Mumi dalam masyarakat Mesir Kuno

Sdr. Nurleli,


Yang penting diketahui bahwa sebuah mayat (jasat atau tubuh) manusia atau hewan yang ter atau diawetkan, lazimnya disebut “mumi” (biasanya mayat raja-raja atau orang-orang penting). Mumi dapat saja terjadi karena proses perlindungan dari dekomposisi tertentu, baik yang disengaja (buatan), maupun oleh faktor yang alami, sehingga bentuk awalnya tetap terjaga. Dengan kata lain mumi dapat terjadi karena menaruh tubuh (mayat) tersebut di tempat yang sangat kering atau sangat dingin, dengan ketiadaan oksigen, atau dengan penggunaan bahan kimiawi. Mumi yang paling terkenal adalah mumi yang dibalsam dengan tujuan pengawetan tertentu, terutama dalam kasus peradaban Mesir kuno.Tujuan pembuatan mumi (mengawetkan jenazah) dalam peradaban Mesir Kuno, adalah untuk menjaga agar arwah raja atau orang-orang penting dapat menjadi tenang jika tubuhnya masih tetap awet, atau kepercayaan bahwa bahwa jiwa orang yang telah mati suatu hari akan kembali pada jasadnya. Itulah sebabnya mengapa dalam banyak mumi juga disertai dengan pemberian atas perhiasan berupa emas dan yang lain lain.
Hal tersebut juga memperkuat indikasi bahwa orang Mesir kuno juga percaya pada kehidupan setelah mati, dan tubuh yang diawetkan berguna agar jiwa dapat mengenalinya dan tahu kubur mana yang harus dimasuki.

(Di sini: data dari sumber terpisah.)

#[cfg(test)]
mod tests {
    use super::*;

    fn file_header() -> FileHeader {
        FileHeader {
            priority_code: 1,
            immediate_destination: "b021000021".to_string(),
            immediate_origin: "0000000000".to_string(),
            file_creation_date: NaiveDate::from_ymd_opt(2019, 7, 9).unwrap(),
            file_creation_time: NaiveTime::from_hms_opt(6, 30, 0).unwrap(),
            file_id_modifier: "X".to_string(),
            blocking_factor: 10,
            immediate_destination_name: "JPMORGAN CHASE".to_string(),
            immediate_origin_name: "TOAST".to_string(),
            reference_code: String::new(),
        }
    }

    fn entry() -> EntryDetail {
        EntryDetail {
            transaction_code: TransactionCode::CHECKING_DEBIT,
            receiving_dfi: 12345678,
            check_digit: 1,
            account_number: "DFIACCOUNTNUMBER".to_string(),
            amount: Amount::from_cents(12345),
            individual_id: "INDIVIDNUMBER".to_string(),
            individual_name: "SIMISANDWICHSHOP".to_string(),
            discretionary_data: String::new(),
            addenda_record_indicator: 1,
            trace_number: 21000020000001,
        }
    }

    #[test]
    fn test_file_header_layout() {
        let line = file_header().encode().unwrap();
        assert_eq!(line.len(), 94);
        assert_eq!(&line[..40], "101b02100002100000000001907090630X094101");
        assert_eq!(&line[40..63], "JPMORGAN CHASE         ");
        assert_eq!(&line[63..86], "TOAST                  ");
        assert_eq!(&line[86..], "        ");
        assert_eq!(FileHeader::decode(&line).unwrap(), file_header());
    }

    #[test]
    fn test_entry_detail_layout() {
        let line = entry().encode().unwrap();
        assert_eq!(line.len(), 94);
        assert_eq!(&line[..12], "627123456781");
        assert_eq!(&line[12..29], "DFIACCOUNTNUMBER ");
        assert_eq!(&line[29..39], "0000012345");
        assert_eq!(&line[76..], "  1021000020000001");
        assert_eq!(EntryDetail::decode(&line).unwrap(), entry());
    }

    #[test]
    fn test_entry_encode_reports_offending_field() {
        let mut e = entry();
        e.individual_name = "A NAME THAT IS FAR TOO LONG".to_string();
        match e.encode().unwrap_err() {
            RecordError::Field { field, source } => {
                assert_eq!(field, "individual name");
                assert!(matches!(source, FieldError::TooWide { width: 22, .. }));
            }
            other => panic!("unexpected error: {:?}", other),
        }
    }

    #[test]
    fn test_addenda_links_to_entry() {
        let addenda = AddendaRecord::for_entry(&entry(), 1, "Payment related info.");
        assert_eq!(addenda.entry_detail_sequence_number, 1);
        let line = addenda.encode().unwrap();
        assert!(line.starts_with("705Payment related info."));
        assert!(line.ends_with("00010000001"));
        assert_eq!(AddendaRecord::decode(&line).unwrap(), addenda);
    }

    #[test]
    fn test_batch_control_reserved_must_be_blank() {
        let control = BatchControl {
            service_class: ServiceClass::CreditsOnly,
            entry_addenda_count: 2,
            entry_hash: 12345678,
            total_debit: Amount::from_cents(12345),
            total_credit: Amount::ZERO,
            company_identification: "0000000000".to_string(),
            message_authentication_code: String::new(),
            originating_dfi: "02100002".to_string(),
            batch_number: 1,
        };
        let line = control.encode().unwrap();
        assert_eq!(BatchControl::decode(&line).unwrap(), control);

        let mut tampered = line.clone();
        tampered.replace_range(73..74, "X");
        assert!(matches!(
            BatchControl::decode(&tampered),
            Err(RecordError::Field {
                field: "reserved",
                ..
            })
        ));
    }

    #[test]
    fn test_originating_dfi_must_be_eight_digits() {
        let control = BatchControl {
            service_class: ServiceClass::CreditsOnly,
            entry_addenda_count: 1,
            entry_hash: 12345678,
            total_debit: Amount::ZERO,
            total_credit: Amount::from_cents(100),
            company_identification: "0000000000".to_string(),
            message_authentication_code: String::new(),
            originating_dfi: "0210000X".to_string(),
            batch_number: 1,
        };
        assert!(matches!(
            control.encode(),
            Err(RecordError::Field {
                field: "originating dfi identification",
                source: FieldError::NonNumeric(_)
            })
        ));

        let mut line = BatchControl {
            originating_dfi: "02100002".to_string(),
            ..control
        }
        .encode()
        .unwrap();
        assert_eq!(&line[79..87], "02100002");
        line.replace_range(79..80, " ");
        assert!(matches!(
            BatchControl::decode(&line),
            Err(RecordError::Field {
                field: "originating dfi identification",
                ..
            })
        ));
    }

    #[test]
    fn test_record_dispatch_by_leading_digit() {
        let line = file_header().encode().unwrap();
        let record = Record::decode(&line).unwrap();
        assert_eq!(record.kind(), RecordKind::FileHeader);
        assert_eq!(record.encode().unwrap(), line);

        let unknown = format!("3{}", &line[1..]);
        assert_eq!(Record::decode(&unknown), Err(RecordError::UnknownType('3')));
    }

    #[test]
    fn test_wrong_schema_is_a_classification_error() {
        let line = file_header().encode().unwrap();
        assert_eq!(
            BatchHeader::decode(&line),
            Err(RecordError::Classification {
                expected: RecordKind::BatchHeader,
                found: '1'
            })
        );
    }

    #[test]
    fn test_unknown_codes_are_field_errors() {
        let mut line = entry().encode().unwrap();
        line.replace_range(1..3, "99");
        assert!(matches!(
            EntryDetail::decode(&line),
            Err(RecordError::Field {
                field: "transaction code",
                source: FieldError::UnknownCode { value: 99, .. }
            })
        ));
        assert!(ServiceClass::from_code(221).is_err());
    }

    #[test]
    fn test_transaction_code_classification() {
        assert!(TransactionCode::CHECKING_DEBIT.is_debit());
        assert!(!TransactionCode::CHECKING_DEBIT.is_credit());
        assert!(TransactionCode::SAVINGS_CREDIT.is_credit());
        assert!(TransactionCode::CHECKING_CREDIT_PRENOTE.is_prenote());
        assert!(TransactionCode::new(21).unwrap().is_return());
        assert!(TransactionCode::new(20).is_err());
        assert!(TransactionCode::new(65).is_err());
        assert!(TransactionCode::new(12).is_err());
    }
}
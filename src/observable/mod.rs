//! Building blocks for creating and transforming observable sequences.

mod cancel;

use std::{
    error::Error,
    sync::{Arc, Mutex},
    time::Duration,
};

use crate::observer::Observer;
use crate::subscription::subscribe::{
    Subscribeable, Subscriber, Subscription, SubscriptionHandle, UnsubscribeLogic,
};

/// A source of values that can be observed and transformed.
///
/// An `Observable` is cold: nothing runs until `subscribe` is called, at
/// which point the stored subscribe function is invoked to drive emissions
/// to the supplied [`Subscriber`]. The subscribe function returns a
/// [`Subscription`] that can unsubscribe the producer and, for producers
/// running on their own thread or task, await it.
///
/// # Example: synchronous `Observable`
///
/// Emits values and completes, blocking the current thread until it is done.
/// It returns an empty `Subscription`, so it cannot be unsubscribed from
/// mid-emission.
///
/// ```no_run
/// use minirx::subscribe::{Subscriber, Subscription, SubscriptionHandle, UnsubscribeLogic};
/// use minirx::{Observable, Observer, Subscribeable};
///
/// let mut emit_5 = Observable::new(|mut subscriber| {
///     for i in 1..=5 {
///         subscriber.next(i);
///     }
///     subscriber.complete();
///
///     Subscription::new(UnsubscribeLogic::Nil, SubscriptionHandle::Nil)
/// });
///
/// let observer = Subscriber::new(
///     |v| println!("Emitted {}", v),
///     None::<fn(_)>,
///     Some(|| println!("Completed")),
/// );
///
/// emit_5.subscribe(observer);
/// ```
///
/// # Example: `Observable` emitting from an OS thread
///
/// Emits from a dedicated thread, checking a cancellation flag before every
/// emission and returning a `Subscription` whose unsubscribe logic sets that
/// flag. The stored join handle lets the caller wait for the producer.
///
/// ```no_run
/// use std::sync::{Arc, Mutex};
/// use std::time::Duration;
///
/// use minirx::subscribe::{Subscriber, Subscription, SubscriptionHandle, UnsubscribeLogic};
/// use minirx::{Observable, ObservableExt, Observer, Subscribeable};
///
/// let observable = Observable::new(|mut o: Subscriber<_>| {
///     let done = Arc::new(Mutex::new(false));
///     let done_c = Arc::clone(&done);
///     let (tx, rx) = std::sync::mpsc::channel();
///
///     // Wait for a signal sent from the unsubscribe logic.
///     std::thread::spawn(move || {
///         if let Ok(signal) = rx.recv() {
///             *done_c.lock().unwrap() = signal;
///         }
///     });
///
///     let join_handle = std::thread::spawn(move || {
///         for i in 0..100 {
///             if *done.lock().unwrap() {
///                 return;
///             }
///             o.next(i);
///             // Give operators like `take` a chance to cancel between emits.
///             std::thread::sleep(Duration::from_millis(1));
///         }
///         o.complete();
///     });
///
///     Subscription::new(
///         UnsubscribeLogic::Logic(Box::new(move || {
///             let _ = tx.send(true);
///         })),
///         SubscriptionHandle::JoinThread(join_handle),
///     )
/// });
///
/// let subscription = observable
///     .take(7)
///     .map(|v| format!("Mapped {}", v))
///     .subscribe(Subscriber::on_next(|v| println!("{}", v)));
///
/// // The producer runs on its own thread; wait for it before exiting.
/// if subscription.join().is_err() {
///     eprintln!("producer thread panicked");
/// }
/// ```
pub struct Observable<T> {
    subscribe_fn: Box<dyn FnMut(Subscriber<T>) -> Subscription + Send + Sync>,
}

impl<T> Observable<T> {
    /// Creates a new `Observable` with the provided subscribe function.
    ///
    /// The closure `sf` defines the behavior of the `Observable`: it is
    /// invoked on every `subscribe` call to deliver values to the
    /// `Subscriber`, and it must return the `Subscription` that controls the
    /// producer it set in motion.
    pub fn new(sf: impl FnMut(Subscriber<T>) -> Subscription + Send + Sync + 'static) -> Self {
        Observable {
            subscribe_fn: Box::new(sf),
        }
    }
}

impl<T: Clone + Send + Sync + 'static> Observable<T> {
    /// Creates an `Observable` that emits each of the given values in order
    /// and then completes.
    ///
    /// Zero values produce zero emissions and an immediate completion.
    pub fn from_iter(values: impl IntoIterator<Item = T>) -> Observable<T> {
        let values: Vec<T> = values.into_iter().collect();

        Observable::new(move |mut o: Subscriber<T>| {
            for v in values.clone() {
                o.next(v);
            }
            o.complete();

            Subscription::new(UnsubscribeLogic::Nil, SubscriptionHandle::Nil)
        })
    }

    /// Creates an `Observable` that emits a single value and completes.
    pub fn just(value: T) -> Observable<T> {
        Observable::from_iter([value])
    }
}

impl<T: 'static> Observable<T> {
    /// Creates an `Observable` that signals the given failure to every
    /// subscriber and never emits a value.
    pub fn error(observable_error: Arc<dyn Error + Send + Sync>) -> Observable<T> {
        Observable::new(move |mut o: Subscriber<T>| {
            o.error(Arc::clone(&observable_error));

            Subscription::new(UnsubscribeLogic::Nil, SubscriptionHandle::Nil)
        })
    }
}

/// Extension methods composed onto observables to transform their emissions
/// or reshape their error behavior.
pub trait ObservableExt<T: 'static>: Subscribeable<ObsType = T> {
    /// Transforms each emitted item with `f`, emitting the result.
    fn map<U, F>(mut self, f: F) -> Observable<U>
    where
        Self: Sized + Send + Sync + 'static,
        F: (FnOnce(T) -> U) + Copy + Sync + Send + 'static,
        U: 'static,
    {
        Observable::new(move |o| {
            let o_shared = Arc::new(Mutex::new(o));
            let o_cloned_e = Arc::clone(&o_shared);
            let o_cloned_c = Arc::clone(&o_shared);

            let u = Subscriber::new(
                move |v| {
                    let t = f(v);
                    o_shared.lock().unwrap().next(t);
                },
                Some(move |observable_error| {
                    o_cloned_e.lock().unwrap().error(observable_error);
                }),
                Some(move || {
                    o_cloned_c.lock().unwrap().complete();
                }),
            );
            self.subscribe(u)
        })
    }

    /// Emits only the items for which `predicate` returns `true`.
    fn filter<P>(mut self, predicate: P) -> Observable<T>
    where
        Self: Sized + Send + Sync + 'static,
        P: (FnOnce(&T) -> bool) + Copy + Sync + Send + 'static,
    {
        Observable::new(move |o| {
            let o_shared = Arc::new(Mutex::new(o));
            let o_cloned_e = Arc::clone(&o_shared);
            let o_cloned_c = Arc::clone(&o_shared);

            let u = Subscriber::new(
                move |v| {
                    if predicate(&v) {
                        o_shared.lock().unwrap().next(v);
                    }
                },
                Some(move |observable_error| {
                    o_cloned_e.lock().unwrap().error(observable_error);
                }),
                Some(move || {
                    o_cloned_c.lock().unwrap().complete();
                }),
            );
            self.subscribe(u)
        })
    }

    /// Skips the first `n` items, emitting the rest.
    ///
    /// If the sequence holds fewer than `n` items, nothing is emitted and
    /// only the terminal signal propagates.
    fn skip(mut self, n: usize) -> Observable<T>
    where
        Self: Sized + Send + Sync + 'static,
    {
        Observable::new(move |o| {
            let o_shared = Arc::new(Mutex::new(o));
            let o_cloned_e = Arc::clone(&o_shared);
            let o_cloned_c = Arc::clone(&o_shared);

            let mut n = n;
            let u = Subscriber::new(
                move |v| {
                    if n > 0 {
                        n -= 1;
                        return;
                    }
                    o_shared.lock().unwrap().next(v);
                },
                Some(move |observable_error| {
                    o_cloned_e.lock().unwrap().error(observable_error);
                }),
                Some(move || {
                    o_cloned_c.lock().unwrap().complete();
                }),
            );
            self.subscribe(u)
        })
    }

    /// Emits at most the first `n` items, then unsubscribes the upstream.
    ///
    /// The unsubscribe signal travels over a channel serviced off the
    /// emitting callstack, so a producer may slip in a few more emissions
    /// before it lands; they are dropped here. Completion is not
    /// synthesized: it propagates only if the upstream signals it.
    fn take(mut self, n: usize) -> Observable<T>
    where
        Self: Sized + Send + Sync + 'static,
    {
        Observable::new(move |o| {
            let o_shared = Arc::new(Mutex::new(o));
            let o_cloned_e = Arc::clone(&o_shared);
            let o_cloned_c = Arc::clone(&o_shared);

            let (signal, listener) = cancel::cancel_channel();
            let mut signal_sent = false;
            let mut i = 0;

            let u = Subscriber::new(
                move |v| {
                    if i < n {
                        i += 1;
                        o_shared.lock().unwrap().next(v);
                    } else if !signal_sent {
                        signal_sent = true;
                        signal.send();
                    }
                },
                Some(move |observable_error| {
                    o_cloned_e.lock().unwrap().error(observable_error);
                }),
                Some(move || {
                    o_cloned_c.lock().unwrap().complete();
                }),
            );

            let upstream = self.subscribe(u);
            listener.unsubscribe_on_signal(upstream)
        })
    }

    /// Delays each emission by the given number of milliseconds.
    ///
    /// The sleep happens on whichever thread the upstream emits from.
    fn delay(mut self, num_of_ms: u64) -> Observable<T>
    where
        Self: Sized + Send + Sync + 'static,
    {
        Observable::new(move |o| {
            let o_shared = Arc::new(Mutex::new(o));
            let o_cloned_e = Arc::clone(&o_shared);
            let o_cloned_c = Arc::clone(&o_shared);

            let u = Subscriber::new(
                move |v| {
                    std::thread::sleep(Duration::from_millis(num_of_ms));
                    o_shared.lock().unwrap().next(v);
                },
                Some(move |observable_error| {
                    o_cloned_e.lock().unwrap().error(observable_error);
                }),
                Some(move || {
                    o_cloned_c.lock().unwrap().complete();
                }),
            );
            self.subscribe(u)
        })
    }

    /// Observes failures without consuming them: runs `f` on each error
    /// signal, then forwards the error downstream unchanged. Values and
    /// completion pass through untouched.
    fn tap_error<F>(mut self, f: F) -> Observable<T>
    where
        Self: Sized + Send + Sync + 'static,
        F: (FnMut(&Arc<dyn Error + Send + Sync>)) + Sync + Send + 'static,
    {
        let f = Arc::new(Mutex::new(f));

        Observable::new(move |o| {
            let o_shared = Arc::new(Mutex::new(o));
            let o_cloned_e = Arc::clone(&o_shared);
            let o_cloned_c = Arc::clone(&o_shared);

            let f = Arc::clone(&f);

            let u = Subscriber::new(
                move |v| {
                    o_shared.lock().unwrap().next(v);
                },
                Some(move |observable_error: Arc<dyn Error + Send + Sync>| {
                    f.lock().unwrap()(&observable_error);
                    o_cloned_e.lock().unwrap().error(observable_error);
                }),
                Some(move || {
                    o_cloned_c.lock().unwrap().complete();
                }),
            );
            self.subscribe(u)
        })
    }

    /// Replaces a failure with a single value: on an error signal, emits
    /// `f(error)` downstream and completes. The error itself is swallowed.
    fn on_error_return<F>(mut self, f: F) -> Observable<T>
    where
        Self: Sized + Send + Sync + 'static,
        F: (FnMut(Arc<dyn Error + Send + Sync>) -> T) + Sync + Send + 'static,
    {
        let f = Arc::new(Mutex::new(f));

        Observable::new(move |o| {
            let o_shared = Arc::new(Mutex::new(o));
            let o_cloned_e = Arc::clone(&o_shared);
            let o_cloned_c = Arc::clone(&o_shared);

            let f = Arc::clone(&f);

            let u = Subscriber::new(
                move |v| {
                    o_shared.lock().unwrap().next(v);
                },
                Some(move |observable_error| {
                    let replacement = f.lock().unwrap()(observable_error);
                    let mut downstream = o_cloned_e.lock().unwrap();
                    downstream.next(replacement);
                    downstream.complete();
                }),
                Some(move || {
                    o_cloned_c.lock().unwrap().complete();
                }),
            );
            self.subscribe(u)
        })
    }

    /// Continues a failed sequence with another one: on an error signal,
    /// `project` maps the error to a fallback observable, and the downstream
    /// subscriber is attached to it. Values and completion of a healthy
    /// upstream pass through untouched.
    fn on_error_resume_next<F>(mut self, project: F) -> Observable<T>
    where
        Self: Sized + Send + Sync + 'static,
        F: (FnMut(Arc<dyn Error + Send + Sync>) -> Observable<T>) + Sync + Send + 'static,
    {
        let project = Arc::new(Mutex::new(project));

        Observable::new(move |o| {
            let o_shared = Arc::new(Mutex::new(o));
            let o_cloned_e = Arc::clone(&o_shared);
            let o_cloned_c = Arc::clone(&o_shared);

            let project = Arc::clone(&project);

            let u = Subscriber::new(
                move |v| {
                    o_shared.lock().unwrap().next(v);
                },
                Some(move |observable_error| {
                    let fallback_next = Arc::clone(&o_cloned_e);
                    let fallback_err = Arc::clone(&o_cloned_e);
                    let fallback_cmpl = Arc::clone(&o_cloned_e);

                    let mut fallback = project.lock().unwrap()(observable_error);

                    let fallback_subscriber = Subscriber::new(
                        move |v| {
                            fallback_next.lock().unwrap().next(v);
                        },
                        Some(move |e| {
                            fallback_err.lock().unwrap().error(e);
                        }),
                        Some(move || {
                            fallback_cmpl.lock().unwrap().complete();
                        }),
                    );
                    fallback.subscribe(fallback_subscriber);
                }),
                Some(move || {
                    o_cloned_c.lock().unwrap().complete();
                }),
            );
            self.subscribe(u)
        })
    }
}

impl<T: 'static> Subscribeable for Observable<T> {
    type ObsType = T;

    fn subscribe(&mut self, v: Subscriber<Self::ObsType>) -> Subscription {
        (self.subscribe_fn)(v)
    }
}

impl<O, T: 'static> ObservableExt<T> for O where O: Subscribeable<ObsType = T> {}

#[cfg(test)]
mod tests;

Konon, dari sinilah kata"mummi" itu berasal, yang berarti tubuh yang diawetkan.
Sampai sejauh ini, memang sudah banyak ditemukan mumi di Mesir (meskipun tidak dapat kita katakan bahwa mumi hanya milik peradaban Mesir Kuno). Arkeolog Perancis pada 26 April 2004 telah menemukan lebih dari 54  sosok mumi di Mesir dan peti mayat berbahan dasar kayu dan kapur, terutama di kawasan Sakalla kurang lebih 20 km di selatan Kairo, dan uniknya adalah hampir semua mumi yang ditemukan itu kondisinya justru dalam keadaan “baik” 
(lihat juga : http://dunia.news.viva.co.id/news/read/153002-57_makam_kuno_mesir_ditemukan)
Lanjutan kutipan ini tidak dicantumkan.